The Rise of GLP-1 Agonists: A Market Transformation
The most compelling narrative of FY2025 undoubtedly belongs to the glucagon-like peptide-1 (GLP-1) receptor agonists, which have transcended their original diabetes indications to become monumental players in the weight management market. Eli Lilly’s tirzepatide, under its brand names Mounjaro (for diabetes) and Zepbound (for weight loss), collectively demonstrated an astonishing performance. Mounjaro, already a significant force in FY2024 with $11.54 billion, nearly doubled its sales to $22.96 billion in FY2025, marking a 99.0% year-over-year increase. Its newer counterpart, Zepbound, which launched with high expectations, exceeded them dramatically, leaping from $4.93 billion to $13.54 billion, an astounding 174.9% growth. This combined performance positions tirzepatide as a formidable molecular entity, challenging the long-standing dominance of oncology treatments.

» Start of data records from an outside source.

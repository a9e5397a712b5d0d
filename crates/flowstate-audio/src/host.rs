//! Named-action facade used by UI and remote-control modules.

use std::path::PathBuf;

use flowstate_core::{Error, RepeatMode, Result, StreamProperties};
use serde::Serialize;
use serde_json::Value;
use tracing::{debug, warn};

use crate::engine::{PlaybackController, SyncTarget};

/// A playback request routed through the host.
#[derive(Debug, Clone, PartialEq)]
pub enum PlaybackAction {
    Load { path: PathBuf },
    LoadAndPlay { path: PathBuf },
    Play { offset: Option<f64> },
    PlayIndex { index: usize },
    Pause,
    Resume,
    Stop,
    Next,
    Previous,
    Seek { position: f64 },
    SetVolume { level: f32 },
    ToggleMute,
    SetShuffleMode { enabled: bool },
    SetRepeatMode { mode: RepeatMode },
    ForceSyncPlayback {
        target: SyncTarget,
        position: f64,
        playing: bool,
    },
}

impl PlaybackAction {
    /// Build an action from its wire name and a JSON parameter object.
    pub fn from_name(name: &str, params: &Value) -> Result<Self> {
        let action = match name {
            "load" | "load_path" => Self::Load {
                path: path_param(params)?,
            },
            "load_and_play" | "load_and_play_path" => Self::LoadAndPlay {
                path: path_param(params)?,
            },
            "play" => Self::Play {
                offset: f64_opt(params, &["offset", "start_offset_sec"]).or_else(|| {
                    params
                        .get("play_args")
                        .and_then(|a| f64_opt(a, &["start_offset_sec"]))
                }),
            },
            "play_index" | "play_track_at_playlist_index" => Self::PlayIndex {
                index: usize::try_from(u64_req(params, &["index"])?)
                    .map_err(|_| Error::InvalidArgument("index out of range".into()))?,
            },
            "pause" => Self::Pause,
            "resume" => Self::Resume,
            "stop" => Self::Stop,
            "next" => Self::Next,
            "previous" => Self::Previous,
            "seek" => Self::Seek {
                position: f64_opt(params, &["position_seconds", "position"])
                    .ok_or_else(|| missing("position_seconds"))?,
            },
            "set_volume" => Self::SetVolume {
                level: f64_opt(params, &["level", "volume"]).ok_or_else(|| missing("level"))? as f32,
            },
            "toggle_mute" => Self::ToggleMute,
            "set_shuffle_mode" => Self::SetShuffleMode {
                enabled: bool_opt(params, &["state", "enabled"]).ok_or_else(|| missing("state"))?,
            },
            "set_repeat_mode" => Self::SetRepeatMode {
                mode: params
                    .get("mode")
                    .and_then(Value::as_str)
                    .unwrap_or("off")
                    .parse()?,
            },
            "force_sync_playback" => {
                let target = if let Some(id) = params.get("library_track_id").and_then(Value::as_i64) {
                    SyncTarget::LibraryId(id)
                } else {
                    let index = u64_req(params, &["index"])?;
                    SyncTarget::Index(
                        usize::try_from(index)
                            .map_err(|_| Error::InvalidArgument("index out of range".into()))?,
                    )
                };
                Self::ForceSyncPlayback {
                    target,
                    position: f64_opt(params, &["position_seconds", "position"]).unwrap_or(0.0),
                    playing: bool_opt(params, &["is_playing_target", "playing"]).unwrap_or(true),
                }
            }
            other => {
                return Err(Error::InvalidArgument(format!(
                    "Unknown playback action: {other}"
                )))
            }
        };
        Ok(action)
    }

    pub const fn name(&self) -> &'static str {
        match self {
            Self::Load { .. } => "load",
            Self::LoadAndPlay { .. } => "load_and_play",
            Self::Play { .. } => "play",
            Self::PlayIndex { .. } => "play_index",
            Self::Pause => "pause",
            Self::Resume => "resume",
            Self::Stop => "stop",
            Self::Next => "next",
            Self::Previous => "previous",
            Self::Seek { .. } => "seek",
            Self::SetVolume { .. } => "set_volume",
            Self::ToggleMute => "toggle_mute",
            Self::SetShuffleMode { .. } => "set_shuffle_mode",
            Self::SetRepeatMode { .. } => "set_repeat_mode",
            Self::ForceSyncPlayback { .. } => "force_sync_playback",
        }
    }
}

fn missing(name: &str) -> Error {
    Error::InvalidArgument(format!("missing parameter '{name}'"))
}

fn path_param(params: &Value) -> Result<PathBuf> {
    ["filepath", "path"]
        .iter()
        .find_map(|k| params.get(k).and_then(Value::as_str))
        .map(PathBuf::from)
        .ok_or_else(|| missing("filepath"))
}

fn f64_opt(params: &Value, keys: &[&str]) -> Option<f64> {
    keys.iter().find_map(|k| params.get(k).and_then(Value::as_f64))
}

fn u64_req(params: &Value, keys: &[&str]) -> Result<u64> {
    keys.iter()
        .find_map(|k| params.get(k).and_then(Value::as_u64))
        .ok_or_else(|| missing(keys[0]))
}

fn bool_opt(params: &Value, keys: &[&str]) -> Option<bool> {
    keys.iter().find_map(|k| params.get(k).and_then(Value::as_bool))
}

/// Result of a host request.
#[derive(Debug, Clone, PartialEq, Eq, Serialize)]
pub struct ActionOutcome {
    pub success: bool,
    pub error: Option<String>,
}

impl ActionOutcome {
    pub const fn ok() -> Self {
        Self {
            success: true,
            error: None,
        }
    }

    pub fn failed(error: impl ToString) -> Self {
        Self {
            success: false,
            error: Some(error.to_string()),
        }
    }
}

impl From<Result<()>> for ActionOutcome {
    fn from(result: Result<()>) -> Self {
        match result {
            Ok(()) => Self::ok(),
            Err(e) => Self::failed(e),
        }
    }
}

/// Owns the controller and dispatches named actions to it.
pub struct Host {
    controller: PlaybackController,
}

impl Host {
    pub const fn new(controller: PlaybackController) -> Self {
        Self { controller }
    }

    pub const fn controller(&self) -> &PlaybackController {
        &self.controller
    }

    pub fn controller_mut(&mut self) -> &mut PlaybackController {
        &mut self.controller
    }

    pub fn into_controller(self) -> PlaybackController {
        self.controller
    }

    /// Stream properties of the loaded track, or of the effects chain when idle.
    pub fn get_audio_properties(&self) -> StreamProperties {
        self.controller
            .properties()
            .unwrap_or_else(|| self.controller.chain().lock().stream_properties())
    }

    pub fn request_playback_action(&mut self, action: PlaybackAction) -> ActionOutcome {
        debug!("Playback action: {}", action.name());
        let c = &mut self.controller;
        let result = match action {
            PlaybackAction::Load { path } => c.load(path).map(|_| ()),
            PlaybackAction::LoadAndPlay { path } => c.load_and_play(path),
            PlaybackAction::Play { offset } => c.play(offset),
            PlaybackAction::PlayIndex { index } => c.play_index(index),
            PlaybackAction::Pause => c.pause(),
            PlaybackAction::Resume => c.resume(),
            PlaybackAction::Stop => c.stop(),
            PlaybackAction::Next => c.next(),
            PlaybackAction::Previous => c.previous(),
            PlaybackAction::Seek { position } => c.seek(position),
            PlaybackAction::SetVolume { level } => {
                c.set_volume(level);
                Ok(())
            }
            PlaybackAction::ToggleMute => {
                c.toggle_mute();
                Ok(())
            }
            PlaybackAction::SetShuffleMode { enabled } => {
                c.set_shuffle(enabled);
                Ok(())
            }
            PlaybackAction::SetRepeatMode { mode } => {
                c.set_repeat_mode(mode);
                Ok(())
            }
            PlaybackAction::ForceSyncPlayback {
                target,
                position,
                playing,
            } => c.force_sync_playback(target, position, playing),
        };
        if let Err(e) = &result {
            warn!("Playback action failed: {e}");
        }
        result.into()
    }

    /// Parse and dispatch a named action.
    pub fn request_named_action(&mut self, name: &str, params: &Value) -> ActionOutcome {
        match PlaybackAction::from_name(name, params) {
            Ok(action) => self.request_playback_action(action),
            Err(e) => {
                warn!("{e}");
                ActionOutcome::failed(e)
            }
        }
    }
}

#[cfg(test)]
mod tests {
    use super::*;
    use crate::chain::EffectsChain;
    use crate::config::EngineConfig;
    use crate::output::ManualDevice;
    use serde_json::json;

    fn host() -> Host {
        let controller = PlaybackController::new(
            EngineConfig::default(),
            Box::new(ManualDevice::new()),
            EffectsChain::new(StreamProperties::default()),
        )
        .unwrap();
        Host::new(controller)
    }

    #[test]
    fn test_parse_actions_with_original_parameter_names() {
        assert_eq!(
            PlaybackAction::from_name("load_and_play_path", &json!({ "filepath": "/a.wav" })).unwrap(),
            PlaybackAction::LoadAndPlay {
                path: PathBuf::from("/a.wav")
            }
        );
        assert_eq!(
            PlaybackAction::from_name("set_volume", &json!({ "level": 0.25 })).unwrap(),
            PlaybackAction::SetVolume { level: 0.25 }
        );
        assert_eq!(
            PlaybackAction::from_name("play", &json!({ "play_args": { "start_offset_sec": 4.0 } })).unwrap(),
            PlaybackAction::Play { offset: Some(4.0) }
        );
        assert_eq!(
            PlaybackAction::from_name("set_repeat_mode", &json!({ "mode": "all" })).unwrap(),
            PlaybackAction::SetRepeatMode {
                mode: RepeatMode::All
            }
        );
        assert_eq!(
            PlaybackAction::from_name(
                "force_sync_playback",
                &json!({ "library_track_id": 7, "position_seconds": 12.0, "is_playing_target": false })
            )
            .unwrap(),
            PlaybackAction::ForceSyncPlayback {
                target: SyncTarget::LibraryId(7),
                position: 12.0,
                playing: false
            }
        );
    }

    #[test]
    fn test_unknown_action_rejected() {
        let mut host = host();
        let outcome = host.request_named_action("teleport", &json!({}));
        assert!(!outcome.success);
        assert!(outcome.error.unwrap().contains("teleport"));
    }

    #[test]
    fn test_missing_parameter_rejected() {
        assert!(PlaybackAction::from_name("seek", &json!({})).is_err());
        assert!(PlaybackAction::from_name("load", &json!({ "path": 3 })).is_err());
    }

    #[test]
    fn test_volume_and_mute_through_host() {
        let mut host = host();
        assert!(host.request_named_action("set_volume", &json!({ "level": 0.0 })).success);
        assert!(host.request_named_action("toggle_mute", &json!({})).success);
        assert!(host.request_named_action("toggle_mute", &json!({})).success);
        assert!(host.controller().effective_volume().abs() < f32::EPSILON);
    }

    #[test]
    fn test_audio_properties_default_to_chain() {
        let host = host();
        assert_eq!(host.get_audio_properties(), StreamProperties::default());
    }

    #[test]
    fn test_failed_action_reports_error() {
        let mut host = host();
        let outcome = host.request_playback_action(PlaybackAction::Play { offset: None });
        assert!(!outcome.success);
        assert!(outcome.error.is_some());
    }
}
//! Interactive command console.
//!
//! Lines typed on stdin are parsed into [`ConsoleCommand`]s. Transport commands
//! become [`PlaybackAction`]s routed through the host; the rest inspect or edit
//! the effects chain.

use std::io::BufRead;
use std::thread;

use crossbeam_channel::{unbounded, Receiver};
use flowstate_audio::effects::{create_effect, Effect, EFFECT_KINDS};
use flowstate_audio::{EffectId, EffectsChain, Host, PlaybackAction};
use flowstate_core::RepeatMode;
use tracing::{debug, warn};

pub const HELP: &str = "\
commands:
  play | pause | resume | stop | next | prev
  seek <secs>          volume <0..1>        mute
  repeat [off|all|one] shuffle [on|off]     goto <index>
  status               list
  fx list | fx add <kind> | fx rm <fx> | fx bypass <fx> | fx set <fx> <param> <value>
  help | quit";

/// One parsed console line.
#[derive(Debug, Clone, PartialEq)]
pub enum ConsoleCommand {
    Action(PlaybackAction),
    /// `repeat` without an argument.
    CycleRepeat,
    /// `shuffle` without an argument.
    ToggleShuffle,
    Status,
    List,
    FxList,
    FxAdd(String),
    FxRemove(String),
    FxBypass(String),
    FxSet {
        target: String,
        param: String,
        value: f32,
    },
    Help,
    Quit,
}

impl ConsoleCommand {
    /// Parse a line. Blank lines give `Ok(None)`.
    pub fn parse(line: &str) -> Result<Option<Self>, String> {
        let mut words = line.split_whitespace();
        let Some(head) = words.next() else {
            return Ok(None);
        };
        let args: Vec<&str> = words.collect();
        let arg = |i: usize, what: &str| {
            args.get(i)
                .copied()
                .ok_or_else(|| format!("{head}: missing {what}"))
        };
        let number = |i: usize, what: &str| -> Result<f64, String> {
            let text = arg(i, what)?;
            text.parse::<f64>()
                .map_err(|_| format!("{head}: '{text}' is not a number"))
        };

        let command = match head.to_ascii_lowercase().as_str() {
            "play" | "p" => Self::Action(PlaybackAction::Play { offset: None }),
            "pause" => Self::Action(PlaybackAction::Pause),
            "resume" => Self::Action(PlaybackAction::Resume),
            "stop" => Self::Action(PlaybackAction::Stop),
            "next" | "n" => Self::Action(PlaybackAction::Next),
            "prev" | "previous" => Self::Action(PlaybackAction::Previous),
            "seek" => Self::Action(PlaybackAction::Seek {
                position: number(0, "position")?,
            }),
            "volume" | "vol" => Self::Action(PlaybackAction::SetVolume {
                level: number(0, "level")? as f32,
            }),
            "mute" => Self::Action(PlaybackAction::ToggleMute),
            "goto" => {
                let index = number(0, "index")?;
                if index < 0.0 || index.fract() > 0.0 {
                    return Err(format!("goto: '{index}' is not an index"));
                }
                Self::Action(PlaybackAction::PlayIndex {
                    index: index as usize,
                })
            }
            "repeat" => match args.first() {
                None => Self::CycleRepeat,
                Some(mode) => Self::Action(PlaybackAction::SetRepeatMode {
                    mode: mode.parse::<RepeatMode>().map_err(|e| e.to_string())?,
                }),
            },
            "shuffle" => match args.first().map(|s| s.to_ascii_lowercase()) {
                None => Self::ToggleShuffle,
                Some(state) => Self::Action(PlaybackAction::SetShuffleMode {
                    enabled: match state.as_str() {
                        "on" | "true" | "1" => true,
                        "off" | "false" | "0" => false,
                        other => return Err(format!("shuffle: expected on/off, got '{other}'")),
                    },
                }),
            },
            "status" | "s" => Self::Status,
            "list" | "ls" => Self::List,
            "fx" => match arg(0, "subcommand")? {
                "list" | "ls" => Self::FxList,
                "add" => Self::FxAdd(arg(1, "effect kind")?.to_string()),
                "rm" | "remove" => Self::FxRemove(arg(1, "effect")?.to_string()),
                "bypass" => Self::FxBypass(arg(1, "effect")?.to_string()),
                "set" => Self::FxSet {
                    target: arg(1, "effect")?.to_string(),
                    param: arg(2, "parameter")?.to_string(),
                    value: number(3, "value")? as f32,
                },
                other => return Err(format!("fx: unknown subcommand '{other}'")),
            },
            "help" | "?" => Self::Help,
            "quit" | "exit" | "q" => Self::Quit,
            other => return Err(format!("unknown command '{other}' (try 'help')")),
        };
        Ok(Some(command))
    }
}

/// Whether the console should keep running.
#[derive(Debug, Clone, Copy, PartialEq, Eq)]
pub enum Flow {
    Continue,
    Quit,
}

/// Run a parsed command against the host, printing results.
pub fn execute(host: &mut Host, command: ConsoleCommand) -> Flow {
    match command {
        ConsoleCommand::Action(action) => {
            let outcome = host.request_playback_action(action);
            if let Some(error) = outcome.error {
                println!("error: {error}");
            }
        }
        ConsoleCommand::CycleRepeat => {
            let mode = host.controller_mut().cycle_repeat();
            println!("repeat {}", mode.as_str());
        }
        ConsoleCommand::ToggleShuffle => {
            let on = host.controller_mut().toggle_shuffle();
            println!("shuffle {}", if on { "on" } else { "off" });
        }
        ConsoleCommand::Status => print_status(host),
        ConsoleCommand::List => {
            let playlist = host.controller().playlist();
            let current = playlist.current_index();
            for (i, entry) in playlist.entries().iter().enumerate() {
                let marker = if Some(i) == current { '>' } else { ' ' };
                println!("{marker} {i:>3}  {}", entry.track.title);
            }
        }
        ConsoleCommand::FxList => {
            let chain = host.controller().chain();
            let chain = chain.lock();
            for summary in chain.summaries() {
                let flags = match (summary.enabled, summary.bypassed) {
                    (false, _) => " [disabled]",
                    (true, true) => " [bypassed]",
                    (true, false) => "",
                };
                let params: Vec<String> = summary
                    .parameters
                    .iter()
                    .map(|(k, v)| format!("{k}={v:.2}"))
                    .collect();
                println!("{} {}{flags}  {}", summary.id, summary.name, params.join(" "));
            }
        }
        ConsoleCommand::FxAdd(kind) => match create_effect(&kind) {
            Some(effect) => {
                let id = host.controller().chain().lock().add(effect);
                println!("added {kind} as {id}");
            }
            None => println!("unknown effect '{kind}' (one of: {})", EFFECT_KINDS.join(", ")),
        },
        ConsoleCommand::FxRemove(target) => {
            let chain = host.controller().chain();
            let mut chain = chain.lock();
            match resolve_effect(&chain, &target) {
                Some(id) if chain.remove(id).is_some() => println!("removed {id}"),
                _ => println!("no effect '{target}'"),
            }
        }
        ConsoleCommand::FxBypass(target) => {
            let chain = host.controller().chain();
            let mut chain = chain.lock();
            let Some(id) = resolve_effect(&chain, &target) else {
                println!("no effect '{target}'");
                return Flow::Continue;
            };
            let bypassed = chain.get(id).is_some_and(|e| e.is_bypassed());
            chain.set_bypass(id, !bypassed);
            println!("{id} {}", if bypassed { "active" } else { "bypassed" });
        }
        ConsoleCommand::FxSet {
            target,
            param,
            value,
        } => {
            let chain = host.controller().chain();
            let mut chain = chain.lock();
            match resolve_effect(&chain, &target) {
                Some(id) if chain.set_parameter(id, &param, value) => {
                    let current = chain.get(id).and_then(|e| e.get_parameters().get(&param).copied());
                    println!("{id}.{param} = {:.3}", current.unwrap_or(value));
                }
                Some(id) => println!("{id} has no parameter '{param}'"),
                None => println!("no effect '{target}'"),
            }
        }
        ConsoleCommand::Help => println!("{HELP}"),
        ConsoleCommand::Quit => return Flow::Quit,
    }
    Flow::Continue
}

/// Find an effect by id (`fx3` or `3`) or by name.
fn resolve_effect(chain: &EffectsChain, target: &str) -> Option<EffectId> {
    let digits = target.strip_prefix("fx").unwrap_or(target);
    if let Ok(n) = digits.parse::<u64>() {
        return chain.ids().into_iter().find(|id| id.get() == n);
    }
    chain.find(target)
}

fn print_status(host: &Host) {
    let c = host.controller();
    let props = host.get_audio_properties();
    let track = c
        .current_path()
        .and_then(|p| p.file_name())
        .map_or_else(|| "-".to_string(), |n| n.to_string_lossy().into_owned());
    let duration = c
        .duration()
        .map_or_else(|| "--:--".to_string(), format_time);
    let metrics = c.metrics();
    println!(
        "[{}] {track}  {} / {duration}  ({props})",
        c.state().as_str(),
        format_time(c.position()),
    );
    println!(
        "volume {:.2}{}  repeat {}  shuffle {}  output {}{}",
        c.volume(),
        if c.is_muted() { " (muted)" } else { "" },
        c.playlist().repeat_mode().as_str(),
        if c.playlist().is_shuffle() { "on" } else { "off" },
        c.output_name(),
        if c.is_output_open() { "" } else { " (closed)" },
    );
    println!(
        "underruns {}  blocks {}  stale {}  tap dropped {}",
        metrics.underruns, metrics.blocks_produced, metrics.stale_discarded, metrics.tap_dropped
    );
}

pub fn format_time(secs: f64) -> String {
    let total = secs.max(0.0) as u64;
    format!("{}:{:02}", total / 60, total % 60)
}

/// Read stdin lines on a background thread. The channel closes at EOF.
pub fn spawn_stdin_reader() -> std::io::Result<Receiver<String>> {
    let (tx, rx) = unbounded();
    thread::Builder::new()
        .name("flowstate-console".to_string())
        .spawn(move || {
            let stdin = std::io::stdin();
            for line in stdin.lock().lines() {
                match line {
                    Ok(line) => {
                        if tx.send(line).is_err() {
                            break;
                        }
                    }
                    Err(e) => {
                        warn!("stdin read failed: {e}");
                        break;
                    }
                }
            }
            debug!("Console input closed");
        })?;
    Ok(rx)
}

Novo Nordisk, a pioneer in the GLP-1 space, also solidified its market leadership. Ozempic, primarily for type 2 diabetes, continued its upward trajectory, reaching $19.21 billion with a 5.6% growth. However, it was Wegovy, Novo Nordisk’s dedicated weight-loss formulation of semaglutide, that showcased robust expansion, growing by 35.9% to achieve $11.96 billion in sales. The combined sales of semaglutide molecules (Ozempic, Wegovy, and the oral Rybelsus, which saw a slight decline to $3.34 billion) underscore the profound and rapidly expanding demand for these therapies.

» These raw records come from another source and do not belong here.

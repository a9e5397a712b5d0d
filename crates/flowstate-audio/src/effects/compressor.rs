//! Feed-forward peak compressor with optional lookahead.

use std::collections::VecDeque;

use flowstate_core::{AudioBlock, Result};

use super::{db_to_linear, linear_to_db, time_constant_coeff, Effect, EffectBase, ParamInfo};

const MAX_LOOKAHEAD_MS: f32 = 20.0;

/// Downward compressor. The detector is linked across channels so the
/// stereo image does not shift under gain reduction.
pub struct Compressor {
    base: EffectBase,
    attack_coeff: f32,
    release_coeff: f32,
    makeup: f32,
    lookahead_frames: usize,
    /// Smoothed gain reduction in dB (positive means attenuation).
    envelope_db: f32,
    /// Interleaved samples delayed by the lookahead.
    lookahead: VecDeque<f32>,
}

impl Compressor {
    pub fn new() -> Self {
        let base = EffectBase::new(
            "Compressor",
            vec![
                ParamInfo::new("threshold_db", -18.0)
                    .with_range(-60.0, 0.0)
                    .with_unit("dB"),
                ParamInfo::new("ratio", 4.0).with_range(1.0, 20.0),
                ParamInfo::new("attack_ms", 10.0)
                    .with_range(0.1, 200.0)
                    .with_unit("ms"),
                ParamInfo::new("release_ms", 100.0)
                    .with_range(5.0, 2000.0)
                    .with_unit("ms"),
                ParamInfo::new("makeup_db", 0.0)
                    .with_range(0.0, 24.0)
                    .with_unit("dB"),
                ParamInfo::new("lookahead_ms", 0.0)
                    .with_range(0.0, MAX_LOOKAHEAD_MS)
                    .with_unit("ms"),
            ],
        );
        let mut compressor = Self {
            base,
            attack_coeff: 0.0,
            release_coeff: 0.0,
            makeup: 1.0,
            lookahead_frames: 0,
            envelope_db: 0.0,
            lookahead: VecDeque::new(),
        };
        compressor.configure();
        compressor.reset();
        compressor
    }

    /// Current smoothed gain reduction in dB.
    pub const fn gain_reduction_db(&self) -> f32 {
        self.envelope_db
    }

    fn static_reduction_db(&self, level_db: f32) -> f32 {
        let threshold = self.base.param("threshold_db");
        let ratio = self.base.param("ratio");
        let over = level_db - threshold;
        if over <= 0.0 {
            0.0
        } else {
            over * (1.0 - 1.0 / ratio)
        }
    }

    fn fill_lookahead(&mut self) {
        let wanted = self.lookahead_frames * self.base.channels();
        self.lookahead.resize(wanted, 0.0);
    }
}

impl Default for Compressor {
    fn default() -> Self {
        Self::new()
    }
}

impl Effect for Compressor {
    fn base(&self) -> &EffectBase {
        &self.base
    }

    fn base_mut(&mut self) -> &mut EffectBase {
        &mut self.base
    }

    fn configure(&mut self) {
        let sample_rate = self.base.sample_rate();
        self.attack_coeff = time_constant_coeff(self.base.param("attack_ms"), sample_rate);
        self.release_coeff = time_constant_coeff(self.base.param("release_ms"), sample_rate);
        self.makeup = db_to_linear(self.base.param("makeup_db"));
        let frames = self.base.param("lookahead_ms") * 0.001 * sample_rate;
        let frames = frames.round() as usize;
        if frames != self.lookahead_frames {
            self.lookahead_frames = frames;
            self.lookahead.clear();
            self.fill_lookahead();
        }
    }

    fn process(&mut self, block: &mut AudioBlock) -> Result<()> {
        let channels = self.base.channels();
        let delayed = self.lookahead_frames > 0;
        for frame in block.samples_mut().chunks_exact_mut(channels) {
            let peak = frame.iter().fold(0.0f32, |acc, s| acc.max(s.abs()));
            let target = self.static_reduction_db(linear_to_db(peak));
            let coeff = if target > self.envelope_db {
                self.attack_coeff
            } else {
                self.release_coeff
            };
            self.envelope_db = coeff * self.envelope_db + (1.0 - coeff) * target;
            let gain = db_to_linear(-self.envelope_db) * self.makeup;

            for sample in frame.iter_mut() {
                let input = *sample;
                let source = if delayed {
                    self.lookahead.push_back(input);
                    self.lookahead.pop_front().unwrap_or(0.0)
                } else {
                    input
                };
                *sample = source * gain;
            }
        }
        Ok(())
    }

    fn reset(&mut self) {
        self.envelope_db = 0.0;
        self.lookahead.clear();
        self.fill_lookahead();
    }

    fn latency_frames(&self) -> usize {
        self.lookahead_frames
    }
}

#[cfg(test)]
mod tests {
    use super::*;
    use flowstate_core::StreamProperties;

    fn loud_block(frames: usize) -> AudioBlock {
        AudioBlock::from_interleaved(vec![0.9; frames * 2], StreamProperties::default())
    }

    #[test]
    fn test_quiet_signal_untouched() {
        let mut comp = Compressor::new();
        let mut block =
            AudioBlock::from_interleaved(vec![0.01; 256], StreamProperties::default());
        comp.process(&mut block).unwrap();
        assert!(block.samples().iter().all(|s| (s - 0.01).abs() < 1e-6));
    }

    #[test]
    fn test_loud_signal_reduced() {
        let mut comp = Compressor::new();
        let mut block = loud_block(4096);
        comp.process(&mut block).unwrap();
        assert!(comp.gain_reduction_db() > 3.0);
        assert!(block.samples()[8000] < 0.9 * 0.7);
    }

    #[test]
    fn test_lookahead_delays_signal() {
        let mut comp = Compressor::new();
        comp.set_parameter("threshold_db", 0.0);
        comp.set_parameter("lookahead_ms", 1.0);
        let latency = comp.latency_frames();
        assert_eq!(latency, 44);

        let mut samples = vec![0.0; 256 * 2];
        samples[0] = 0.5;
        samples[1] = 0.5;
        let mut block = AudioBlock::from_interleaved(samples, StreamProperties::default());
        comp.process(&mut block).unwrap();
        assert!(block.samples()[0].abs() < 1e-6);
        assert!((block.samples()[latency * 2] - 0.5).abs() < 1e-4);
    }

    #[test]
    fn test_reset_clears_envelope_keeps_parameters() {
        let mut comp = Compressor::new();
        comp.set_parameter("ratio", 8.0);
        let mut block = loud_block(2048);
        comp.process(&mut block).unwrap();
        assert!(comp.gain_reduction_db() > 0.0);

        comp.reset();
        assert!(comp.gain_reduction_db().abs() < f32::EPSILON);
        assert_eq!(comp.get_parameter("ratio"), Some(8.0));
    }
}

Industry analysts have consistently pointed to the vast, untapped market for weight management and metabolic health as the primary driver behind this explosive growth. The efficacy of these drugs in achieving significant weight loss, alongside their cardiovascular benefits, has positioned them as transformative treatments. Pharmaceutical executives from both Eli Lilly and Novo Nordisk have frequently highlighted ongoing efforts to scale manufacturing capacity and navigate complex reimbursement landscapes, emphasizing their commitment to meeting burgeoning patient demand. The implications for public health are substantial, offering new hope for managing obesity and related comorbidities, though questions regarding long-term access, affordability, and healthcare system burden remain central to the ongoing discourse.
Oncology’s Enduring Strength: Keytruda Leads the Charge
Despite the meteoric rise of GLP-1s, immuno-oncology remains a cornerstone of pharmaceutical innovation and revenue. Merck’s Keytruda, a PD-1 inhibitor, continued its reign as the top-selling brand, posting $31.68 billion in FY2025 sales, a solid 7.5% increase from the previous year. Keytruda’s success is attributed to its ever-expanding list of indications across various cancers, from melanoma and lung cancer to head and neck squamous cell carcinoma and renal cell carcinoma. Its established position in first-line and adjuvant settings, combined with a robust clinical development program, ensures its continued leadership in the oncology space.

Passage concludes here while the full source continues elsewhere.